Robust statistical calibration and characterization of portable low-cost air quality monitoring sensors to quantify real-time O3 and NO2 concentrations in diverse environments
This repository presents an implementation of the distance weighted k-nearest neighbors algorithm with a learnt metric (KNN-D(ML) for short) for the purpose of calibrating Alphasense sensors measuring atmospheric O3 and NO2 concentrations. The repository also presents some comparitive and ablation studies. The accompanying paper can be found at [1]
Our implementation of the KNN-D(ML) makes use of various standard libraries. A minimal list is provided in the requirements.txt file. If you are a pip user, please use the following command to install these libraries:
pip3 install -r requirements.txt
For conda users:
conda install requirements.txt
Note about version dependency: although the requirements file specifies version dependencies to be exact, this is to err on the side of caution. For most modules (e.g. numpy
or scikit-learn
), a more recent version should work too and we are not aware of any version specific dependency on the functioning of KNN-D(ML). If you wish to avoid version-related complications, you may try using the following command instead. This does not impose a version requirement on any module and will either use the version you currently have, or else download the latest one from the pip repository in case you dont have a certain module.

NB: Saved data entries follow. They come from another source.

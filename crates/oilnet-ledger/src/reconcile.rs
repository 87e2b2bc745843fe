//! Per-turn reconciliation of the ledger against player accumulators.
//!
//! The resolver credits and charges players directly and records a ledger
//! entry for each movement. At the end of every turn, for each player:
//!
//! ```text
//! sum(operating income in T) - sum(operating outgo in T) == turn_profit
//! ```
//!
//! Construction is excluded on both sides: it is paid from cash at command
//! time and never enters turn profit. A mismatch means a settlement path
//! moved cash without recording it (or the reverse) and is reported as a
//! [`ReconcileAnomaly`].

use std::collections::BTreeMap;

use oilnet_types::{LedgerEntry, Player};
use tracing::warn;

use crate::ReconcileAnomaly;
use crate::ledger::net_for;

/// The result of reconciling a single turn.
#[derive(Debug, Clone, PartialEq, Eq, serde::Serialize, serde::Deserialize)]
pub enum ReconcileResult {
    /// Every player's ledger net matches their reported profit.
    Balanced,
    /// At least one player disagrees.
    Anomaly(ReconcileAnomaly),
}

impl ReconcileResult {
    /// Whether the turn reconciled.
    pub const fn is_balanced(&self) -> bool {
        matches!(self, Self::Balanced)
    }
}

/// Reconcile `turn` for every player in `players`.
pub fn reconcile<'a>(
    turn: u64,
    entries: &[LedgerEntry],
    players: impl IntoIterator<Item = &'a Player>,
) -> ReconcileResult {
    let mut mismatches = BTreeMap::new();

    for player in players {
        let ledger_net = net_for(entries.iter().filter(|e| e.turn == turn), player.id);
        if ledger_net != player.turn_profit {
            warn!(
                turn,
                player = %player.id,
                ledger_net = %ledger_net,
                reported = %player.turn_profit,
                "ledger does not match player profit"
            );
            mismatches.insert(player.id, (ledger_net, player.turn_profit));
        }
    }

    if mismatches.is_empty() {
        return ReconcileResult::Balanced;
    }

    let players: Vec<String> = mismatches.keys().map(ToString::to_string).collect();
    ReconcileResult::Anomaly(ReconcileAnomaly {
        turn,
        message: format!(
            "LEDGER_ANOMALY at turn {turn}: {} player(s) out of balance: {}",
            mismatches.len(),
            players.join(", ")
        ),
        mismatches,
    })
}

#[cfg(test)]
mod tests {
    use oilnet_types::{NodeId, PlayerId};
    use rust_decimal::Decimal;
    use rust_decimal_macros::dec;

    use super::*;
    use crate::Ledger;

    fn settled(id: u32, revenue: Decimal, cost: Decimal) -> Player {
        let mut player = Player::new(PlayerId::new(id), format!("P{id}"), dec!(10000));
        player.earn(revenue);
        player.charge(cost);
        player.turn_profit = revenue - cost;
        player
    }

    #[test]
    fn empty_turn_with_idle_players_balances() {
        let ledger = Ledger::new();
        let idle = settled(1, Decimal::ZERO, Decimal::ZERO);
        assert_eq!(ledger.reconcile(1, [&idle]), ReconcileResult::Balanced);
    }

    #[test]
    fn matching_entries_balance() {
        let mut ledger = Ledger::new();
        let well = NodeId::new(0);
        ledger
            .record_sale(1, PlayerId::new(1), dec!(550), "CRUDE_SALE", well)
            .ok();
        ledger
            .record_operating_cost(1, PlayerId::new(1), dec!(1000), "LIFTING", well)
            .ok();
        let player = settled(1, dec!(550), dec!(1000));
        assert!(ledger.reconcile(1, [&player]).is_balanced());
    }

    #[test]
    fn unrecorded_revenue_is_an_anomaly() {
        let mut ledger = Ledger::new();
        ledger
            .record_sale(1, PlayerId::new(1), dec!(100), "CRUDE_SALE", NodeId::new(0))
            .ok();
        let honest = settled(1, dec!(100), Decimal::ZERO);
        let padded = settled(2, dec!(50), Decimal::ZERO);

        let result = reconcile(1, ledger.entries(), [&honest, &padded]);
        let ReconcileResult::Anomaly(anomaly) = result else {
            assert!(matches!(result, ReconcileResult::Anomaly(_)));
            return;
        };
        assert_eq!(anomaly.turn, 1);
        assert_eq!(anomaly.mismatches.len(), 1);
        assert_eq!(
            anomaly.mismatches.get(&PlayerId::new(2)),
            Some(&(Decimal::ZERO, dec!(50)))
        );
        assert!(anomaly.message.contains("p2"));
    }

    #[test]
    fn construction_does_not_count_against_profit() {
        let mut ledger = Ledger::new();
        ledger
            .record_construction(1, PlayerId::new(1), dec!(5000), "BUILD_WELL", None, None)
            .ok();
        let idle = settled(1, Decimal::ZERO, Decimal::ZERO);
        assert!(ledger.reconcile(1, [&idle]).is_balanced());
    }
}
//! Enumeration types for the Oilnet economy.

use serde::{Deserialize, Serialize};
use ts_rs::TS;

use crate::ids::PlayerId;

// ---------------------------------------------------------------------------
// Transport modes
// ---------------------------------------------------------------------------

/// A way of moving barrels along an edge.
///
/// The declaration order is also the tie-break order when two modes on the
/// same edge cost exactly the same: the earlier mode wins.
#[derive(Debug, Clone, Copy, PartialEq, Eq, PartialOrd, Ord, Hash, Serialize, Deserialize, TS)]
#[ts(export, export_to = "bindings/")]
pub enum TransportMode {
    /// Trucking over the road network. Always present on generated edges.
    Road,
    /// Rail freight. Present on some edges and only usable while available.
    Rail,
    /// A player-owned pipeline charging its owner's fee per barrel.
    Pipeline,
}

// ---------------------------------------------------------------------------
// Node roles
// ---------------------------------------------------------------------------

/// The economic role a node can play. A node may hold several roles.
#[derive(Debug, Clone, Copy, PartialEq, Eq, PartialOrd, Ord, Hash, Serialize, Deserialize, TS)]
#[ts(export, export_to = "bindings/")]
pub enum NodeRole {
    /// Crude extraction site where a well can be built.
    Production,
    /// Site where a refinery can be built.
    Processing,
    /// Demand center buying refined product.
    Consumption,
    /// Import/export terminal with unlimited capacity at global price.
    Terminal,
}

impl core::fmt::Display for NodeRole {
    fn fmt(&self, f: &mut core::fmt::Formatter<'_>) -> core::fmt::Result {
        let label = match self {
            Self::Production => "production",
            Self::Processing => "processing",
            Self::Consumption => "consumption",
            Self::Terminal => "terminal",
        };
        f.write_str(label)
    }
}

// ---------------------------------------------------------------------------
// Ledger
// ---------------------------------------------------------------------------

/// Category of a cash movement recorded in the ledger.
#[derive(Debug, Clone, Copy, PartialEq, Eq, PartialOrd, Ord, Hash, Serialize, Deserialize, TS)]
#[ts(export, export_to = "bindings/")]
pub enum LedgerEntryType {
    /// Proceeds from selling crude or refined margin (market -> player).
    Sale,
    /// Per-barrel or per-capacity operating expense (player -> market).
    OperatingCost,
    /// Processing fee charged to the refinery owner (player -> market).
    ProcessingFee,
    /// Pipeline usage fee earned by the pipeline owner (market -> player).
    TransportFee,
    /// Surplus crude sold through a terminal (market -> player).
    Export,
    /// Capital spent on a well, refinery, upgrade, or pipeline (player -> market).
    Construction,
}

impl LedgerEntryType {
    /// Whether entries of this type flow from the market into a player's cash.
    pub const fn is_income(self) -> bool {
        matches!(self, Self::Sale | Self::TransportFee | Self::Export)
    }

    /// Whether entries of this type are part of per-turn operating results.
    ///
    /// Construction is capital spending and sits outside turn profit.
    pub const fn is_operating(self) -> bool {
        !matches!(self, Self::Construction)
    }
}

/// One side of a ledger entry.
#[derive(Debug, Clone, Copy, PartialEq, Eq, PartialOrd, Ord, Hash, Serialize, Deserialize, TS)]
#[ts(export, export_to = "bindings/")]
pub enum Party {
    /// A player's cash account.
    Player(PlayerId),
    /// Everyone outside the players: consumers, suppliers, contractors.
    Market,
}

impl Party {
    /// Return the player id if this party is a player.
    pub const fn player(self) -> Option<PlayerId> {
        match self {
            Self::Player(id) => Some(id),
            Self::Market => None,
        }
    }
}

pip3 install -r requirements_noversion.txt
The repository contains python scripts implementing various calibration algorithms and supporting code. However, a Jupyter notebook experiments.ipynb implements an easily accessible wrapper that can be used to reproduce some of the results reported in the accompanying paper [1] on two datasets that are also included in this repository. Please refer to the last section of the notebook Final Results
Note: please note the following while attempting to reproduce results of the accompanying paper
-
While 12 datasets were used to produce results in the paper, only 2 of those, namely DD1(Jun) and DD1(Oct), are provided as a part of this repository in the directory data/. Only results relying only on these two datasets can be reproduced.
-
The calibration algorithms rely on train-test splits to obtain an unbiased estimate of the performance of various calibration algorithms. If you wish to reproduce the results in the paper, please use the train-test splits supplied for the 2 datasets DD1(Jun) and DD1(Oct) in the directory perm/. The routines included in the repository also allow fresh train-test splits to be created. However, minor differences are to be expected in the results if fresh splits are used to conduct the experiments.
-
The ranking and win-matrix results included in the notebook do not reproduce those in the accompanying paper (e.g. Table 3 and Table 5). This is because results in the paper are averaged over 12 datasets whereas those in the notebook use only 2 of those datasets, namely DD1(Jun) and DD1(Oct) (which are provided as a part of this repository).
This repository is released under the MIT license. If you would like to submit a bugfix or an enhancement to this repository, please open an issue on this GitHub repository. We welcome other suggestions and comments too (please send an email to purushot@cse.iitk.ac.in)
This repository is licensed under the MIT license - please see the LICENSE file for details.
[1] Ravi Sahu, Ayush Nagal, Kuldeep Kumar Dixit, Harshavardhan Unnibhavi, Srikanth Mantravadi, Srijith Nair, Yogesh Simmhan, Brijesh Mishra, Rajesh Zele, Ronak Sutaria, Vidyanand Motiram Motghare, Purushottam Kar, and Sachchida Nand Tripathi. Robust statistical calibration and characterization of portable low-cost air quality monitoring sensors to quantify real-time O3 and NO2 concentrations in diverse environments. Atmospheric Measurement Techniques, 14(1), 37–52. (available at [this link]).